● **Given data**

════════════════

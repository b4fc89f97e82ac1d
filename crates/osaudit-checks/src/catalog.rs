//! The built-in CIS-style Linux benchmark.

use std::sync::Arc;

use async_trait::async_trait;
use osaudit_core::{
    Benchmark, Check, CheckError, CheckId, CheckSpec, Finding, Level, Result, ScoringClass,
};

use crate::probe::Host;
use crate::rule::{Bound, Rule};

pub const BENCHMARK_NAME: &str = "CIS Distribution Independent Linux Benchmark (osaudit profile)";

/// A catalog entry bound to the host it inspects.
pub struct CatalogCheck {
    spec: CheckSpec,
    rule: Rule,
    host: Arc<dyn Host>,
}

impl CatalogCheck {
    pub fn new(spec: CheckSpec, rule: Rule, host: Arc<dyn Host>) -> Self {
        Self { spec, rule, host }
    }
}

#[async_trait]
impl Check for CatalogCheck {
    fn spec(&self) -> &CheckSpec {
        &self.spec
    }

    async fn inspect(&self) -> std::result::Result<Finding, CheckError> {
        self.rule.evaluate(self.host.as_ref()).await
    }
}

/// One static row of the catalog.
#[derive(Debug, Clone, Copy)]
pub struct Entry {
    pub id: &'static str,
    pub level: Level,
    pub scored: bool,
    pub title: &'static str,
    pub rule: Rule,
}

const fn entry(id: &'static str, level: u8, scored: bool, title: &'static str, rule: Rule) -> Entry {
    Entry {
        id,
        level: if level == 2 { Level::Two } else { Level::One },
        scored,
        title,
        rule,
    }
}

const fn module(module: &'static str) -> Rule {
    Rule::ModuleDisabled { module }
}

const fn absent(packages: &'static [&'static str]) -> Rule {
    Rule::PackagesAbsent { packages }
}

const fn disabled(unit: &'static str, package: &'static str) -> Rule {
    Rule::ServiceDisabled { unit, package }
}

const fn perms(path: &'static str, max_mode: u32) -> Rule {
    Rule::FilePermissions {
        path,
        max_mode,
        uid: 0,
        gids: ROOT_GID,
    }
}

const fn sshd(pattern: &'static str) -> Rule {
    Rule::FileMatches {
        paths: SSHD_PATHS,
        pattern,
    }
}

const SSHD_CONFIG: &str = "/etc/ssh/sshd_config";
const SSHD_PATHS: &[&str] = &[SSHD_CONFIG];
const ROOT_GID: &[u32] = &[0];
const LOGIN_DEFS: &str = "/etc/login.defs";
const SHADOW_GIDS: &[u32] = &[0, 42];

/// Section banners: `(id, title)`.
pub const SECTIONS: &[(&str, &str)] = &[
    ("1", "Initial Setup"),
    ("1.1", "Filesystem Configuration"),
    ("1.1.1", "Disable unused filesystems"),
    ("1.3", "Filesystem Integrity Checking"),
    ("1.4", "Secure Boot Settings"),
    ("1.5", "Additional Process Hardening"),
    ("1.7", "Warning Banners"),
    ("2", "Services"),
    ("2.1", "inetd Services"),
    ("2.2", "Special Purpose Services"),
    ("2.3", "Service Clients"),
    ("3", "Network Configuration"),
    ("3.1", "Network Parameters (Host Only)"),
    ("3.2", "Network Parameters (Host and Router)"),
    ("3.4", "Uncommon Network Protocols"),
    ("4", "Logging and Auditing"),
    ("4.1", "Configure System Accounting (auditd)"),
    ("4.2", "Configure Logging"),
    ("5", "Access, Authentication and Authorization"),
    ("5.1", "Configure cron"),
    ("5.2", "SSH Server Configuration"),
    ("5.4", "User Accounts and Environment"),
    ("6", "System Maintenance"),
    ("6.1", "System File Permissions"),
    ("6.2", "User and Group Settings"),
];

pub const ENTRIES: &[Entry] = &[
    // 1 Initial Setup
    entry("1.1.1.1", 1, true, "Ensure mounting of cramfs filesystems is disabled", module("cramfs")),
    entry("1.1.1.2", 1, true, "Ensure mounting of freevxfs filesystems is disabled", module("freevxfs")),
    entry("1.1.1.3", 1, true, "Ensure mounting of jffs2 filesystems is disabled", module("jffs2")),
    entry("1.1.1.4", 1, true, "Ensure mounting of hfs filesystems is disabled", module("hfs")),
    entry("1.1.1.5", 1, true, "Ensure mounting of hfsplus filesystems is disabled", module("hfsplus")),
    entry("1.1.1.6", 2, true, "Ensure mounting of squashfs filesystems is disabled", module("squashfs")),
    entry("1.1.1.7", 1, true, "Ensure mounting of udf filesystems is disabled", module("udf")),
    entry("1.1.2", 1, false, "Ensure /tmp is configured", Rule::FileMatches {
        paths: &["/proc/mounts"],
        pattern: r"^\S+\s+/tmp\s",
    }),
    entry("1.1.23", 1, true, "Disable USB Storage", module("usb-storage")),
    entry("1.3.1", 1, true, "Ensure AIDE is installed", Rule::PackageInstalled { any_of: &["aide"] }),
    entry("1.4.1", 1, true, "Ensure permissions on bootloader config are configured", perms("/boot/grub/grub.cfg", 0o400)),
    entry("1.5.1", 1, true, "Ensure core dumps are restricted", Rule::SysctlEquals {
        settings: &[("fs.suid_dumpable", "0")],
    }),
    entry("1.5.2", 1, false, "Ensure XD/NX support is enabled", Rule::Manual {
        reason: "inspect kernel boot log for NX protection",
    }),
    entry("1.5.3", 1, true, "Ensure address space layout randomization (ASLR) is enabled", Rule::SysctlEquals {
        settings: &[("kernel.randomize_va_space", "2")],
    }),
    entry("1.5.4", 1, true, "Ensure prelink is disabled", absent(&["prelink"])),
    entry("1.7.1.1", 1, true, "Ensure message of the day is configured properly", Rule::FileLacks {
        path: "/etc/motd",
        pattern: r"\\[mrsv]",
    }),
    entry("1.7.1.4", 1, true, "Ensure permissions on /etc/motd are configured", perms("/etc/motd", 0o644)),
    // 2 Services
    entry("2.1.1", 1, true, "Ensure xinetd is not installed", absent(&["xinetd"])),
    entry("2.2.1.1", 1, false, "Ensure time synchronization is in use", Rule::PackageInstalled {
        any_of: &["chrony", "ntp", "systemd-timesyncd"],
    }),
    entry("2.2.2", 1, true, "Ensure X Window System is not installed", absent(&["xserver-xorg", "xorg-x11-server-Xorg"])),
    entry("2.2.3", 1, true, "Ensure Avahi Server is not enabled", disabled("avahi-daemon", "avahi-daemon")),
    entry("2.2.4", 1, true, "Ensure CUPS is not enabled", disabled("cups", "cups")),
    entry("2.2.5", 1, true, "Ensure DHCP Server is not enabled", disabled("isc-dhcp-server", "isc-dhcp-server")),
    entry("2.2.6", 1, true, "Ensure LDAP server is not enabled", disabled("slapd", "slapd")),
    entry("2.2.7", 1, true, "Ensure NFS is not enabled", disabled("nfs-server", "nfs-kernel-server")),
    entry("2.2.9", 1, true, "Ensure FTP Server is not enabled", disabled("vsftpd", "vsftpd")),
    entry("2.2.10", 1, true, "Ensure HTTP server is not enabled", disabled("apache2", "apache2")),
    entry("2.2.14", 1, true, "Ensure SNMP Server is not enabled", disabled("snmpd", "snmpd")),
    entry("2.2.15", 1, true, "Ensure mail transfer agent is configured for local-only mode", Rule::FileMatches {
        paths: &["/etc/postfix/main.cf"],
        pattern: r"^\s*inet_interfaces\s*=\s*(loopback-only|localhost)\s*$",
    }),
    entry("2.2.16", 1, true, "Ensure rsync service is not enabled", disabled("rsync", "rsync")),
    entry("2.3.1", 1, true, "Ensure NIS Client is not installed", absent(&["nis", "ypbind"])),
    entry("2.3.2", 1, true, "Ensure rsh client is not installed", absent(&["rsh-client", "rsh"])),
    entry("2.3.3", 1, true, "Ensure talk client is not installed", absent(&["talk"])),
    entry("2.3.4", 1, true, "Ensure telnet client is not installed", absent(&["telnet"])),
    entry("2.3.5", 1, true, "Ensure LDAP client is not installed", absent(&["ldap-utils", "openldap-clients"])),
    // 3 Network Configuration
    entry("3.1.1", 1, true, "Ensure IP forwarding is disabled", Rule::SysctlEquals {
        settings: &[("net.ipv4.ip_forward", "0")],
    }),
    entry("3.1.2", 1, true, "Ensure packet redirect sending is disabled", Rule::SysctlEquals {
        settings: &[
            ("net.ipv4.conf.all.send_redirects", "0"),
            ("net.ipv4.conf.default.send_redirects", "0"),
        ],
    }),
    entry("3.2.1", 1, true, "Ensure source routed packets are not accepted", Rule::SysctlEquals {
        settings: &[
            ("net.ipv4.conf.all.accept_source_route", "0"),
            ("net.ipv4.conf.default.accept_source_route", "0"),
        ],
    }),
    entry("3.2.2", 1, true, "Ensure ICMP redirects are not accepted", Rule::SysctlEquals {
        settings: &[
            ("net.ipv4.conf.all.accept_redirects", "0"),
            ("net.ipv4.conf.default.accept_redirects", "0"),
        ],
    }),
    entry("3.2.4", 1, true, "Ensure suspicious packets are logged", Rule::SysctlEquals {
        settings: &[
            ("net.ipv4.conf.all.log_martians", "1"),
            ("net.ipv4.conf.default.log_martians", "1"),
        ],
    }),
    entry("3.2.5", 1, true, "Ensure broadcast ICMP requests are ignored", Rule::SysctlEquals {
        settings: &[("net.ipv4.icmp_echo_ignore_broadcasts", "1")],
    }),
    entry("3.2.7", 1, true, "Ensure Reverse Path Filtering is enabled", Rule::SysctlEquals {
        settings: &[
            ("net.ipv4.conf.all.rp_filter", "1"),
            ("net.ipv4.conf.default.rp_filter", "1"),
        ],
    }),
    entry("3.2.8", 1, true, "Ensure TCP SYN Cookies is enabled", Rule::SysctlEquals {
        settings: &[("net.ipv4.tcp_syncookies", "1")],
    }),
    entry("3.4.1", 2, true, "Ensure DCCP is disabled", module("dccp")),
    entry("3.4.2", 2, true, "Ensure SCTP is disabled", module("sctp")),
    entry("3.4.3", 2, true, "Ensure RDS is disabled", module("rds")),
    entry("3.4.4", 2, true, "Ensure TIPC is disabled", module("tipc")),
    // 4 Logging and Auditing
    entry("4.1.1.1", 2, true, "Ensure auditd is installed", Rule::PackageInstalled {
        any_of: &["auditd", "audit"],
    }),
    entry("4.1.1.2", 2, true, "Ensure auditd service is enabled", Rule::ServiceEnabled {
        unit: "auditd",
        package: "auditd",
    }),
    entry("4.1.2.1", 2, false, "Ensure audit log storage size is configured", Rule::NumericSetting {
        path: "/etc/audit/auditd.conf",
        pattern: r"^\s*max_log_file\s*=\s*(\S+)",
        bound: Bound::AtLeast(1),
    }),
    entry("4.2.1.1", 1, true, "Ensure rsyslog is installed", Rule::PackageInstalled { any_of: &["rsyslog"] }),
    entry("4.2.1.2", 1, true, "Ensure rsyslog Service is enabled", Rule::ServiceEnabled {
        unit: "rsyslog",
        package: "rsyslog",
    }),
    entry("4.2.1.3", 1, true, "Ensure rsyslog default file permissions configured", Rule::FileMatches {
        paths: &["/etc/rsyslog.conf", "/etc/rsyslog.d/50-default.conf"],
        pattern: r"^\s*\$FileCreateMode\s+0[0-6][04]0\b",
    }),
    entry("4.2.4", 1, true, "Ensure permissions on all logfiles are configured", Rule::Manual {
        reason: "walks /var/log; review with find /var/log -type f -perm /g+wx,o+rwx",
    }),
    // 5 Access, Authentication and Authorization
    entry("5.1.1", 1, true, "Ensure cron daemon is enabled", Rule::ServiceEnabled {
        unit: "cron",
        package: "cron",
    }),
    entry("5.1.2", 1, true, "Ensure permissions on /etc/crontab are configured", perms("/etc/crontab", 0o600)),
    entry("5.1.3", 1, true, "Ensure permissions on /etc/cron.hourly are configured", perms("/etc/cron.hourly", 0o700)),
    entry("5.1.4", 1, true, "Ensure permissions on /etc/cron.daily are configured", perms("/etc/cron.daily", 0o700)),
    entry("5.1.5", 1, true, "Ensure permissions on /etc/cron.weekly are configured", perms("/etc/cron.weekly", 0o700)),
    entry("5.1.6", 1, true, "Ensure permissions on /etc/cron.monthly are configured", perms("/etc/cron.monthly", 0o700)),
    entry("5.1.7", 1, true, "Ensure permissions on /etc/cron.d are configured", perms("/etc/cron.d", 0o700)),
    entry("5.2.1", 1, true, "Ensure permissions on /etc/ssh/sshd_config are configured", perms(SSHD_CONFIG, 0o600)),
    entry("5.2.5", 1, true, "Ensure SSH LogLevel is appropriate", sshd(r"^\s*LogLevel\s+(INFO|VERBOSE)\s*$")),
    entry("5.2.6", 2, true, "Ensure SSH X11 forwarding is disabled", sshd(r"^\s*X11Forwarding\s+no\s*$")),
    entry("5.2.7", 1, true, "Ensure SSH MaxAuthTries is set to 4 or less", Rule::NumericSetting {
        path: SSHD_CONFIG,
        pattern: r"^\s*MaxAuthTries\s+(\S+)",
        bound: Bound::AtMost(4),
    }),
    entry("5.2.8", 1, true, "Ensure SSH IgnoreRhosts is enabled", sshd(r"^\s*IgnoreRhosts\s+yes\s*$")),
    entry("5.2.9", 1, true, "Ensure SSH HostbasedAuthentication is disabled", sshd(r"^\s*HostbasedAuthentication\s+no\s*$")),
    entry("5.2.10", 1, true, "Ensure SSH root login is disabled", sshd(r"^\s*PermitRootLogin\s+no\s*$")),
    entry("5.2.11", 1, true, "Ensure SSH PermitEmptyPasswords is disabled", sshd(r"^\s*PermitEmptyPasswords\s+no\s*$")),
    entry("5.2.14", 1, true, "Ensure SSH LoginGraceTime is set to one minute or less", Rule::NumericSetting {
        path: SSHD_CONFIG,
        pattern: r"^\s*LoginGraceTime\s+(\d+)\s*$",
        bound: Bound::AtMost(60),
    }),
    entry("5.4.1.1", 1, true, "Ensure password expiration is 365 days or less", Rule::NumericSetting {
        path: LOGIN_DEFS,
        pattern: r"^\s*PASS_MAX_DAYS\s+(\S+)",
        bound: Bound::AtMost(365),
    }),
    entry("5.4.1.2", 1, true, "Ensure minimum days between password changes is configured", Rule::NumericSetting {
        path: LOGIN_DEFS,
        pattern: r"^\s*PASS_MIN_DAYS\s+(\S+)",
        bound: Bound::AtLeast(1),
    }),
    entry("5.4.1.3", 1, true, "Ensure password expiration warning days is 7 or more", Rule::NumericSetting {
        path: LOGIN_DEFS,
        pattern: r"^\s*PASS_WARN_AGE\s+(\S+)",
        bound: Bound::AtLeast(7),
    }),
    // 6 System Maintenance
    entry("6.1.1", 2, false, "Audit system file permissions", Rule::Manual {
        reason: "compare package manager verification output by hand",
    }),
    entry("6.1.2", 1, true, "Ensure permissions on /etc/passwd are configured", perms("/etc/passwd", 0o644)),
    entry("6.1.3", 1, true, "Ensure permissions on /etc/shadow are configured", Rule::FilePermissions {
        path: "/etc/shadow",
        max_mode: 0o640,
        uid: 0,
        gids: SHADOW_GIDS,
    }),
    entry("6.1.4", 1, true, "Ensure permissions on /etc/group are configured", perms("/etc/group", 0o644)),
    entry("6.1.5", 1, true, "Ensure permissions on /etc/gshadow are configured", Rule::FilePermissions {
        path: "/etc/gshadow",
        max_mode: 0o640,
        uid: 0,
        gids: SHADOW_GIDS,
    }),
    entry("6.2.1", 1, true, "Ensure password fields are not empty", Rule::NoEmptyPasswords),
    entry("6.2.2", 1, true, "Ensure no legacy \"+\" entries exist in /etc/passwd", Rule::FileLacks {
        path: "/etc/passwd",
        pattern: r"^\+:",
    }),
    entry("6.2.3", 1, true, "Ensure no legacy \"+\" entries exist in /etc/shadow", Rule::FileLacks {
        path: "/etc/shadow",
        pattern: r"^\+:",
    }),
    entry("6.2.4", 1, true, "Ensure no legacy \"+\" entries exist in /etc/group", Rule::FileLacks {
        path: "/etc/group",
        pattern: r"^\+:",
    }),
    entry("6.2.5", 1, true, "Ensure root is the only UID 0 account", Rule::SoleRootUid),
];

/// Build the benchmark with every check bound to `host`.
pub fn cis_benchmark(host: Arc<dyn Host>) -> Result<Benchmark> {
    let mut benchmark = Benchmark::new(BENCHMARK_NAME);
    for (id, title) in SECTIONS {
        benchmark.add_section(CheckId::parse(id)?, *title);
    }
    for entry in ENTRIES {
        let scoring_class = if entry.scored {
            ScoringClass::Scored
        } else {
            ScoringClass::NotScored
        };
        let spec = CheckSpec::new(CheckId::parse(entry.id)?, entry.level, scoring_class, entry.title);
        benchmark.register(Arc::new(CatalogCheck::new(spec, entry.rule, Arc::clone(&host))))?;
    }
    Ok(benchmark)
}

════════════════

● **Task objective**
Exactly as they appear, retype the lines from the start of the records through the line containing "pub struct CatalogCheck".

● **Result of this exercise**
repository b4fc89f97e82ac1d
filename crates/osaudit-checks/src/catalog.rs
//! The built-in CIS-style Linux benchmark.

use std::sync::Arc;

use async_trait::async_trait;
use osaudit_core::{
    Benchmark, Check, CheckError, CheckId, CheckSpec, Finding, Level, Result, ScoringClass,
};

use crate::probe::Host;
use crate::rule::{Bound, Rule};

pub const BENCHMARK_NAME: &str = "CIS Distribution Independent Linux Benchmark (osaudit profile)";

/// A catalog entry bound to the host it inspects.
pub struct CatalogCheck {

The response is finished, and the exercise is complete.